Love, Death and Robots: Volume 3 Review: The Netflix Anthology You Can’t Miss

During the first two seasons, love, death and robots It made a name for itself by offering countless animated shorts spanning sci-fi and horror, and sometimes both. It’s gory and visceral, but also often unbalanced. For every clever treatise on the nature of human beings, there is a bloody and shocking bloody feast, and that’s it.But with Volume 3arguably the strongest series to date: nine types of short films with no weak links between them.

Perhaps the most impressive aspect of season three is the variety of short films, ranging from 7 to 21 minutes.My personal favorite is the pulse of the machine, directed by Emily Dean, tells the story of an astronaut stranded on Jupiter’s moon Io. As she drags the body of a dead colleague back to safety through the desolate landscape, she begins to hallucinate…probably.It could be the drugs that kept her alive, or it could be Moebius– Inspiration Planet talk to her directly.
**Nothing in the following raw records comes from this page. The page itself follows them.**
use crate::error::{ExpDistError, Result};
use crate::layout::FloatLayout;
use num_traits::{AsPrimitive, PrimInt, Unsigned};
use std::mem::size_of;

/// Unsigned integer with the same width as one of the supported float formats.
pub trait RawWord: PrimInt + Unsigned + AsPrimitive<u64> {
    fn from_ne_slice(bytes: &[u8]) -> Self;
}

macro_rules! impl_raw_word {
    ($($t:ty),*) => {
        $(
            impl RawWord for $t {
                fn from_ne_slice(bytes: &[u8]) -> Self {
                    let mut buf = [0_u8; size_of::<$t>()];
                    buf.copy_from_slice(bytes);
                    <$t>::from_ne_bytes(buf)
                }
            }
        )*
    };
}

impl_raw_word!(u16, u32, u64);

#[derive(Debug, Clone, Copy, PartialEq, Eq)]
pub enum Class {
    Normal,
    /// Zero, subnormal, infinity or NaN
    Special,
}

/// Reads `bytes` as consecutive native-endian words of width `T`, keeping each
/// bit pattern as is.
fn words_of<T: RawWord>(bytes: &[u8]) -> Vec<u64> {
    bytes
        .chunks_exact(size_of::<T>())
        .map(|chunk| T::from_ne_slice(chunk).as_())
        .collect()
}

/// Reinterprets a raw byte buffer as the bit patterns of `layout`-sized floats.
/// Patterns are widened to `u64` without changing any bit.
pub fn decode_words(bytes: &[u8], layout: FloatLayout) -> Result<Vec<u64>> {
    let width = layout.byte_width();
    if bytes.len() % width != 0 {
        return Err(ExpDistError::MisalignedInput {
            len: bytes.len(),
            width,
        });
    }
    let words = match layout.total_bits() {
        16 => words_of::<u16>(bytes),
        32 => words_of::<u32>(bytes),
        64 => words_of::<u64>(bytes),
        bits => unreachable!("no float layout is {} bits wide", bits),
    };
    if words.is_empty() {
        return Err(ExpDistError::EmptyInput);
    }
    Ok(words)
}

pub fn exponent_field(bits: u64, layout: FloatLayout) -> u32 {
    ((bits & layout.exponent_mask()) >> layout.mantissa_bits()) as u32
}

pub fn classify(field: u32, layout: FloatLayout) -> Class {
    if field == 0 || field == layout.max_exponent_field() {
        Class::Special
    } else {
        Class::Normal
    }
}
Whatever it is, it’s gorgeous and ends on a particularly poetic note.

Other highlights include David Fincher’s bad trip, a horrific story of a group of sailors who are accosted by a giant hungry crab, forcing them to reassess their priorities. Not only is it notable for its moral dilemmas, but also for the horrific realism with which it depicts monsters and internal organs. This is the stuff of nightmares. Similarly, JibarangDirected by director Alberto Mielgo, it’s a horrific sight as a deaf knight watches his entire platoon get killed by golden sirens before the two are disoriented and speechless. fight in the battle. group Imagine what would happen if humans tried to enslave a peaceful alien zerg. Spoiler: It’s not going well.

Perhaps the most impressive part of the third volume love, death and robots It is that even a seemingly ordinary story becomes interesting. Token Zombie Short – Mini Undead Nightdirected by Robert Busey and Andy Lyons – Bird’s Eye View of the Undead Armageddon, shows an accelerated version of the events in a lovely art style that makes it look like a Starcraft get rid of. It’s almost like a time-lapse of our demise at the hands of zombies. Then there are two stories that start with a group of soldiers with guns exploring some mountains – but both go in very different directions. kill teamfrom director Jennifer Yuh Nelson, is a hilariously grotesque battle with mech bears, while In the vaulted hall of the burial, Directed by Jerome Chen, it begins very call-of-duty before becoming return the goods.

The third volume even adds to the continuity of the anthology series, the return of the three robots who once again travel through the remnants of humanity in an attempt to understand who we are exit strategy, directed by Patrick Osborn. This time, they’re focusing on our apocalyptic sanctuaries, from diehard survivor camps and converted oil tankers to tech billionaire playgrounds to underground bunkers for the political elite. It’s grim and hilarious, and ends with the important realization that “humans are actually the worst.”

Apart from the fact that they are all animated shorts exploring sci-fi and horror, there isn’t necessarily a single thread connecting the nine films. Some have a lot of blood, some have deep thoughts about the future of humanity – and some have both. But that connective tissue isn’t really necessary here when every pair of shorts is so unique and interesting. Yes, you get a lot of death and robots (and a little love). But the main standout of the third volume is that none of it stands out: here are nine excellent genre films, all of which have a very different feel. Humans are probably the worst, but at least we can make some cool stuff.

Volume 3 love, death and robots Now streaming on Netflix.